The preliminary estimates of catastrophe losses in 2007, mentioned in the Swiss Re sigma, include three insured losses running into the billions in Europe, two in North America and one in Asia. Although the insured losses, at $25 billion, were $9 billion higher than in the previous year, 2007 is below the long-term loss trend.

The largest losses occurred in the first half of the year, and were concentrated in Europe. The second half of the year, as of December 11, has been less eventful. Over the course of the year, more than 20,000 people died in catastrophes.

Bangladesh, for example, was hit several times with monsoon rains and landslides in July and August, and then with Cyclone Sidr in mid-November, killing more than 4,000 people and destroying extensive parts of the country's southwestern region.

In addition, property insurers have paid out losses in excess of $22 billion for natural catastrophes.

Europe was unusually hard-hit by natural catastrophes in 2007. In January, Germany, the UK, Belgium and the Netherlands reported losses from winter storm Kyrill.
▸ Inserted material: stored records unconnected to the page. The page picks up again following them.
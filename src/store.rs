//! Storage capabilities and the SQLite backend.
//!
//! The service layer talks to storage only through the four capability traits
//! below, bundled as [`Storage`]. [`SqliteStore`] is the one backend: it owns
//! a [`Pool`], runs every write as a single `IMMEDIATE` transaction, and
//! enforces the caller's [`Deadline`] while waiting for a connection, while
//! statements run, and once more before commit.

use crate::db::WikiError;
use crate::deadline::Deadline;
use crate::models::{Page, PageId, PageUpdate, Revision, RevisionId, Text, TextId};
use crate::pool::{Pool, PoolConfig};
use crate::repo;
use crate::title;
use rusqlite::{Connection, ErrorCode, Transaction, TransactionBehavior};
use std::path::Path;

/// Atomic multi-row writes over a page, its revisions and their texts.
///
/// Titles must already be sanitized; implementations reject any other
/// title with `InvalidInput`.
pub trait BundleStore {
    /// Inserts a text, a page, and a revision joining them, then points the
    /// page at that revision.
    fn create_bundle(&self, title: &str, content: &str, deadline: Deadline)
        -> Result<PageId, WikiError>;

    /// Applies whichever fields of `update` are present in one transaction.
    /// Returns the new revision when content was written.
    fn update_bundle(
        &self,
        page_id: PageId,
        update: &PageUpdate,
        deadline: Deadline,
    ) -> Result<Option<RevisionId>, WikiError>;

    /// Appends a revision with new content and repoints the page at it.
    fn update_content(
        &self,
        page_id: PageId,
        content: &str,
        deadline: Deadline,
    ) -> Result<RevisionId, WikiError>;

    /// Removes the page, its revisions, and the texts only they reference.
    fn delete_bundle(&self, page_id: PageId, deadline: Deadline) -> Result<(), WikiError>;
}

pub trait PageStore {
    fn get_page(&self, page_id: PageId, deadline: Deadline) -> Result<Page, WikiError>;

    /// Case-insensitive title lookup.
    fn page_id_by_title(&self, title: &str, deadline: Deadline) -> Result<PageId, WikiError>;

    fn list_pages(&self, deadline: Deadline) -> Result<Vec<Page>, WikiError>;

    fn update_title(&self, page_id: PageId, title: &str, deadline: Deadline)
        -> Result<(), WikiError>;
}

pub trait RevisionStore {
    fn get_revision(&self, rev_id: RevisionId, deadline: Deadline)
        -> Result<Revision, WikiError>;

    /// A page's revisions, oldest first.
    fn list_revisions(&self, page_id: PageId, deadline: Deadline)
        -> Result<Vec<Revision>, WikiError>;
}

pub trait TextStore {
    fn get_text(&self, text_id: TextId, deadline: Deadline) -> Result<Text, WikiError>;

    fn text_for_revision(&self, rev_id: RevisionId, deadline: Deadline)
        -> Result<Text, WikiError>;
}

/// Everything the service layer needs from a storage engine.
pub trait Storage: BundleStore + PageStore + RevisionStore + TextStore + Send + Sync {}

impl<T> Storage for T where T: BundleStore + PageStore + RevisionStore + TextStore + Send + Sync {}

/// SQLite-backed storage.
pub struct SqliteStore {
    pool: Pool,
}

impl SqliteStore {
    /// Opens (creating and migrating if needed) the database at `path`.
    ///
    /// # Errors
    ///
    /// See [`Pool::open`].
    pub fn open(path: &Path, config: PoolConfig) -> Result<Self, WikiError> {
        Ok(Self {
            pool: Pool::open(path, config)?,
        })
    }

    /// Shuts the pool down. Later calls fail with `PoolClosed`.
    pub fn close(&self) {
        self.pool.close();
    }

    fn read<T>(
        &self,
        deadline: Deadline,
        f: impl FnOnce(&Connection) -> Result<T, WikiError>,
    ) -> Result<T, WikiError> {
        let conn = self.pool.get(deadline)?;
        conn.interrupt_at(deadline);
        f(&*conn).map_err(deadline_error)
    }

    fn write<T>(
        &self,
        deadline: Deadline,
        f: impl FnOnce(&Transaction) -> Result<T, WikiError>,
    ) -> Result<T, WikiError> {
        let mut conn = self.pool.get(deadline)?;
        conn.interrupt_at(deadline);
        in_transaction(&mut conn, deadline, f).map_err(deadline_error)
    }
}

/// Runs `f` inside an `IMMEDIATE` transaction and commits only if it succeeds
/// and `deadline` has not passed. Any error rolls the transaction back.
fn in_transaction<T>(
    conn: &mut Connection,
    deadline: Deadline,
    f: impl FnOnce(&Transaction) -> Result<T, WikiError>,
) -> Result<T, WikiError> {
    let tx = conn.transaction_with_behavior(TransactionBehavior::Immediate)?;
    match f(&tx).and_then(|value| deadline.check().map(|()| value)) {
        Ok(value) => {
            tx.commit()?;
            Ok(value)
        }
        Err(e) => {
            // The rollback on drop must not be interrupted by the deadline.
            tx.progress_handler(0, None::<fn() -> bool>);
            drop(tx);
            Err(e)
        }
    }
}

/// A statement stopped by the progress handler means the deadline fired.
fn deadline_error(e: WikiError) -> WikiError {
    let interrupted = matches!(
        &e,
        WikiError::Db(db) if db.sqlite_error_code() == Some(ErrorCode::OperationInterrupted)
    );
    if interrupted {
        WikiError::DeadlineExceeded
    } else {
        e
    }
}

/// Stored titles are non-empty and already in sanitized form.
fn check_title(title: &str) -> Result<(), WikiError> {
    if title.is_empty() || !title::is_sanitized(title) {
        return Err(WikiError::InvalidInput(format!(
            "Title '{}' is not in canonical form",
            title
        )));
    }
    Ok(())
}

fn ensure_page(conn: &Connection, page_id: PageId) -> Result<(), WikiError> {
    if repo::page_exists(conn, page_id)? {
        Ok(())
    } else {
        Err(WikiError::NotFound(format!("Page '{}' not found", page_id)))
    }
}

/// New text plus new revision, then repoint the page. The caller has
/// already checked that the page exists.
fn append_revision(conn: &Connection, page_id: PageId, content: &str) -> Result<RevisionId, WikiError> {
    let text_id = repo::insert_text(conn, content)?;
    let rev_id = repo::insert_revision(conn, page_id, text_id)?;
    repo::set_latest_revision(conn, page_id, rev_id)?;
    Ok(rev_id)
}

impl BundleStore for SqliteStore {
    fn create_bundle(
        &self,
        title: &str,
        content: &str,
        deadline: Deadline,
    ) -> Result<PageId, WikiError> {
        check_title(title)?;
        self.write(deadline, |tx| {
            let text_id = repo::insert_text(tx, content)?;
            let page_id = repo::insert_page(tx, title)?;
            let rev_id = repo::insert_revision(tx, page_id, text_id)?;
            repo::set_latest_revision(tx, page_id, rev_id)?;
            Ok(page_id)
        })
    }

    fn update_bundle(
        &self,
        page_id: PageId,
        update: &PageUpdate,
        deadline: Deadline,
    ) -> Result<Option<RevisionId>, WikiError> {
        if let Some(title) = update.title.as_deref() {
            check_title(title)?;
        }
        self.write(deadline, |tx| {
            ensure_page(tx, page_id)?;
            let rev_id = match update.content.as_deref() {
                Some(content) => Some(append_revision(tx, page_id, content)?),
                None => None,
            };
            if let Some(title) = update.title.as_deref() {
                repo::set_title(tx, page_id, title)?;
            }
            Ok(rev_id)
        })
    }

    fn update_content(
        &self,
        page_id: PageId,
        content: &str,
        deadline: Deadline,
    ) -> Result<RevisionId, WikiError> {
        self.write(deadline, |tx| {
            ensure_page(tx, page_id)?;
            append_revision(tx, page_id, content)
        })
    }

    fn delete_bundle(&self, page_id: PageId, deadline: Deadline) -> Result<(), WikiError> {
        self.write(deadline, |tx| repo::delete_page_rows(tx, page_id))
    }
}

impl PageStore for SqliteStore {
    fn get_page(&self, page_id: PageId, deadline: Deadline) -> Result<Page, WikiError> {
        self.read(deadline, |conn| repo::get_page(conn, page_id))
    }

    fn page_id_by_title(&self, title: &str, deadline: Deadline) -> Result<PageId, WikiError> {
        self.read(deadline, |conn| repo::get_page_id_by_title(conn, title))
    }

    fn list_pages(&self, deadline: Deadline) -> Result<Vec<Page>, WikiError> {
        self.read(deadline, repo::list_pages)
    }

    fn update_title(
        &self,
        page_id: PageId,
        title: &str,
        deadline: Deadline,
    ) -> Result<(), WikiError> {
        check_title(title)?;
        self.write(deadline, |tx| repo::set_title(tx, page_id, title))
    }
}

impl RevisionStore for SqliteStore {
    fn get_revision(&self, rev_id: RevisionId, deadline: Deadline) -> Result<Revision, WikiError> {
        self.read(deadline, |conn| repo::get_revision(conn, rev_id))
    }

    fn list_revisions(
        &self,
        page_id: PageId,
        deadline: Deadline,
    ) -> Result<Vec<Revision>, WikiError> {
        self.read(deadline, |conn| repo::list_revisions(conn, page_id))
    }
}

impl TextStore for SqliteStore {
    fn get_text(&self, text_id: TextId, deadline: Deadline) -> Result<Text, WikiError> {
        self.read(deadline, |conn| repo::get_text(conn, text_id))
    }

    fn text_for_revision(&self, rev_id: RevisionId, deadline: Deadline) -> Result<Text, WikiError> {
        self.read(deadline, |conn| repo::get_text_for_revision(conn, rev_id))
    }
}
During the summer, the UK also was hit twice by heavy rains and flooding.

In the United States, a winter storm struck the East Coast in April, bringing heavy rainfall and flooding. At the end of October, the Witch forest fires raged in California. As these woodland areas are densely populated, these fires, known as urban forest fires, caused extensive property damage. The fires in California are associated with the heat and extreme lack of rainfall. Japan was spared record losses, whereas Australia reported flood and storm damage in New South Wales in June.

Major man-made disasters also caused insured losses in excess of $2 billion in 2007, with major industrial fires, explosions and aviation and spacecraft losses at the top of the list. Insured property losses were approximately of the same magnitude as those in 2006.